State must invest further on cyber security protections - multinational sector

Ireland’s reputation has not been undermined by HSE cyber attack, says US chamber

Mark Redmond, chief executive of the American Chamber of Commerce Ireland said  he did not believe cyber attack had undermined the country’s reputation abroad. File Photograph: Brenda Fitzsimons

Mark Redmond, chief executive of the American Chamber of Commerce Ireland said he did not believe cyber attack had undermined the country’s reputation abroad. File Photograph: Brenda Fitzsimons

 

The Government must invest in infrastructure to protect against further cyber attacks similar to the data breaches of the health service, representatives of the multinational sector have said.
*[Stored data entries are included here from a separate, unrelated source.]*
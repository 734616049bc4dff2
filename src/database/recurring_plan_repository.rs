use crate::database::error::DatabaseError;
use crate::database::repository::{Repository, TransactionalRepository};
use async_trait::async_trait;
use sqlx::{FromRow, PgPool};
use uuid::Uuid;

/// Recurring billing plan entity
///
/// `items` is the line-item template (description/quantity/unit_price
/// objects) used to generate each invoice.
#[derive(Debug, Clone, FromRow, serde::Serialize)]
pub struct RecurringPlan {
    pub id: Uuid,
    pub client_id: Uuid,
    pub name: String,
    pub frequency: String,
    pub items: serde_json::Value,
    pub next_run_at: chrono::NaiveDate,
    pub is_active: bool,
    pub created_at: chrono::DateTime<chrono::Utc>,
    pub updated_at: chrono::DateTime<chrono::Utc>,
}

/// New or updated plan fields
#[derive(Debug, Clone)]
pub struct RecurringPlanInput {
    pub client_id: Uuid,
    pub name: String,
    pub frequency: String,
    pub items: serde_json::Value,
    pub next_run_at: chrono::NaiveDate,
    pub is_active: bool,
}

pub struct RecurringPlanRepository {
    pool: PgPool,
}

impl RecurringPlanRepository {
    pub fn new(pool: PgPool) -> Self {
        Self { pool }
    }

    pub async fn create(&self, input: &RecurringPlanInput) -> Result<RecurringPlan, DatabaseError> {
        sqlx::query_as::<_, RecurringPlan>(
            "INSERT INTO recurring_plans (client_id, name, frequency, items, next_run_at, is_active)
             VALUES ($1, $2, $3, $4, $5, $6)
             RETURNING id, client_id, name, frequency, items, next_run_at, is_active, created_at, updated_at",
        )
        .bind(input.client_id)
        .bind(&input.name)
        .bind(&input.frequency)
        .bind(&input.items)
        .bind(input.next_run_at)
        .bind(input.is_active)
        .fetch_one(&self.pool)
        .await
        .map_err(DatabaseError::from_sqlx)
    }

    pub async fn update(
        &self,
        id: Uuid,
        input: &RecurringPlanInput,
    ) -> Result<RecurringPlan, DatabaseError> {
        sqlx::query_as::<_, RecurringPlan>(
            "UPDATE recurring_plans
             SET client_id = $2, name = $3, frequency = $4, items = $5, next_run_at = $6,
                 is_active = $7, updated_at = NOW()
             WHERE id = $1
             RETURNING id, client_id, name, frequency, items, next_run_at, is_active, created_at, updated_at",
        )
        .bind(id)
        .bind(input.client_id)
        .bind(&input.name)
        .bind(&input.frequency)
        .bind(&input.items)
        .bind(input.next_run_at)
        .bind(input.is_active)
        .fetch_optional(&self.pool)
        .await
        .map_err(DatabaseError::from_sqlx)?
        .ok_or_else(|| DatabaseError::not_found("RecurringPlan", id))
    }

    pub async fn find(&self, id: Uuid) -> Result<Option<RecurringPlan>, DatabaseError> {
        sqlx::query_as::<_, RecurringPlan>(
            "SELECT id, client_id, name, frequency, items, next_run_at, is_active, created_at, updated_at
             FROM recurring_plans WHERE id = $1",
        )
        .bind(id)
        .fetch_optional(&self.pool)
        .await
        .map_err(DatabaseError::from_sqlx)
    }

    /// Advance the plan's next run date after an invoice was generated
    pub async fn set_next_run(
        &self,
        id: Uuid,
        next_run_at: chrono::NaiveDate,
    ) -> Result<RecurringPlan, DatabaseError> {
        sqlx::query_as::<_, RecurringPlan>(
            "UPDATE recurring_plans SET next_run_at = $2, updated_at = NOW()
             WHERE id = $1
             RETURNING id, client_id, name, frequency, items, next_run_at, is_active, created_at, updated_at",
        )
        .bind(id)
        .bind(next_run_at)
        .fetch_optional(&self.pool)
        .await
        .map_err(DatabaseError::from_sqlx)?
        .ok_or_else(|| DatabaseError::not_found("RecurringPlan", id))
    }
}

#[async_trait]
impl Repository for RecurringPlanRepository {
    type Entity = RecurringPlan;

    async fn find_by_id(&self, id: &str) -> Result<Option<Self::Entity>, DatabaseError> {
        let uuid = Uuid::parse_str(id).map_err(|e| {
            DatabaseError::new(crate::database::error::DatabaseErrorKind::Unknown {
                message: format!("Invalid UUID: {}", e),
            })
        })?;
        self.find(uuid).await
    }

    async fn find_all(&self) -> Result<Vec<Self::Entity>, DatabaseError> {
        sqlx::query_as::<_, RecurringPlan>(
            "SELECT id, client_id, name, frequency, items, next_run_at, is_active, created_at, updated_at
             FROM recurring_plans ORDER BY next_run_at ASC",
        )
        .fetch_all(&self.pool)
        .await
        .map_err(DatabaseError::from_sqlx)
    }

    async fn delete(&self, id: &str) -> Result<bool, DatabaseError> {
        let uuid = Uuid::parse_str(id).map_err(|e| {
            DatabaseError::new(crate::database::error::DatabaseErrorKind::Unknown {
                message: format!("Invalid UUID: {}", e),
            })
        })?;
        let result = sqlx::query("DELETE FROM recurring_plans WHERE id = $1")
            .bind(uuid)
            .execute(&self.pool)
            .await
            .map_err(DatabaseError::from_sqlx)?;
        Ok(result.rows_affected() > 0)
    }
}

impl TransactionalRepository for RecurringPlanRepository {
    fn pool(&self) -> &PgPool {
        &self.pool
    }
}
The sector has said that it does not believe that Ireland’s reputation as a hub for international investment has been damaged by the breaches of the HSE and the Department of Health.

The cyber attack has generated headlines worldwide with reports of the breach of the HSE’s IT and patient record systems appearing in the Wall Street Journal and the Financial Times.

Concerns have been expressed about the State’s level of investment in protections against the cyber attacks given that the National Cyber Security Centre, which advises Government on cyber threats, has a annual budget of just €5 million, no dedicated premises and no director.

Mark Redmond, chief executive of the American Chamber of Commerce Ireland, a representative group for many US companies operating in the State, said that while the cyber attack had been “very difficult and disruptive” for the health system, he did not believe it undermined the country’s reputation abroad.

“Cyber attacks such as this present a real and significant threat to all organisations and underline the need to remain vigilant and to be prepared to deal quickly with such an attack,” he said.

Threats

Mr Redmond said that every public and private sector organisation faces these threats.

“It is important that Ireland continues to be on high alert for such attacks, that we continue to invest in the skills and infrastructure needed in both the public and private sector to guard against such attacks and we continue to collaborate internationally on best practice,” he said.

A spokesman for the IDA, the State agency responsible for inward investment, said that cyber security was an international issue – “not one that respects borders” - and that all states and companies have to deal with the threat.

“It is too early to comment on the nature of the HSE attack but it is a reminder to us all that the risks need to be managed,” he said.

Bernard Mallee, director of communications and advocacy for the Irish Pharmaceutical Healthcare Association, the Big Pharma representative group, said it was “hard to say what impact, if any,” the attack would have on Ireland’s “foreign direct investment proposition.”

“The world is increasingly vulnerable to cyber attacks. We need to ensure our defence systems are robust,” he said.